__Study material__:
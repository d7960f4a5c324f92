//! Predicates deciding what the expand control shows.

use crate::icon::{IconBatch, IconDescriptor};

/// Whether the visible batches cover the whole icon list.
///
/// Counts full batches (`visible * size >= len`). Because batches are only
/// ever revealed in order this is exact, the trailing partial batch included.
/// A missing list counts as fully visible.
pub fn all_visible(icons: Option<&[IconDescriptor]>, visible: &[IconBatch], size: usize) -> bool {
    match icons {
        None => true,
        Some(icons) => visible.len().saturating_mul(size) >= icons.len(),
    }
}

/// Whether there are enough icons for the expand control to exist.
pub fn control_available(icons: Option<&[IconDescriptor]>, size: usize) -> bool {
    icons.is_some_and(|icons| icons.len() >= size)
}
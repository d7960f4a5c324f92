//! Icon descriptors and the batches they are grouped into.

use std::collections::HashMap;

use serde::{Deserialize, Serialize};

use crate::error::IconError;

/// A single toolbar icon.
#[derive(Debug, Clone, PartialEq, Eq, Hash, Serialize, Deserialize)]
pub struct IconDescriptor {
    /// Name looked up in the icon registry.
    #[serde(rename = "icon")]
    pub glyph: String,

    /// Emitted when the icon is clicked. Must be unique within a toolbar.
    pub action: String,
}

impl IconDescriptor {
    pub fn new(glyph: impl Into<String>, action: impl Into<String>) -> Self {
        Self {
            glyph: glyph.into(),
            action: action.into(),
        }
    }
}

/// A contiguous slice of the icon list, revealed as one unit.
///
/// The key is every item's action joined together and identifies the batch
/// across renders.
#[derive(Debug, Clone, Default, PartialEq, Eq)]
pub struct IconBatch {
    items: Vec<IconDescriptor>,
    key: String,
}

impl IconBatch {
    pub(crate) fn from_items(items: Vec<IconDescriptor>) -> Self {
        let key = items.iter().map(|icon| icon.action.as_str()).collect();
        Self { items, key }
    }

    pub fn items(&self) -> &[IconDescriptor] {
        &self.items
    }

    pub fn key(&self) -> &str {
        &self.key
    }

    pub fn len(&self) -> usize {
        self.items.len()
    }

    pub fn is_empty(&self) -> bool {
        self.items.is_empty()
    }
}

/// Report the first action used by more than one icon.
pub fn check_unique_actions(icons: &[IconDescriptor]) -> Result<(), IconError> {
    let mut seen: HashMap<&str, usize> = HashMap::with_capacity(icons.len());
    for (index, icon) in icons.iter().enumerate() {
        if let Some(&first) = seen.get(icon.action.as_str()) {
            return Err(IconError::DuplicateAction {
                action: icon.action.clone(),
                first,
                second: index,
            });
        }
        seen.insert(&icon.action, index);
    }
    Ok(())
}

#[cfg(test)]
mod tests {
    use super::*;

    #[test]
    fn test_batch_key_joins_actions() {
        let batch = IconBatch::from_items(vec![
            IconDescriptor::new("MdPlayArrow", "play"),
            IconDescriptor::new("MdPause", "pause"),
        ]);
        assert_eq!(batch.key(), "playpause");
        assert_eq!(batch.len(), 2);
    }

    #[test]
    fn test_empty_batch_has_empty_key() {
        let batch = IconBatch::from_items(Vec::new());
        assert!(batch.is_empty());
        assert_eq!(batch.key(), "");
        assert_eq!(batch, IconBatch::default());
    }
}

__Your goal__:
The lines to copy are those above that contain "HashMap".

__Worked solution__:
use std::collections::HashMap;
    let mut seen: HashMap<&str, usize> = HashMap::with_capacity(icons.len());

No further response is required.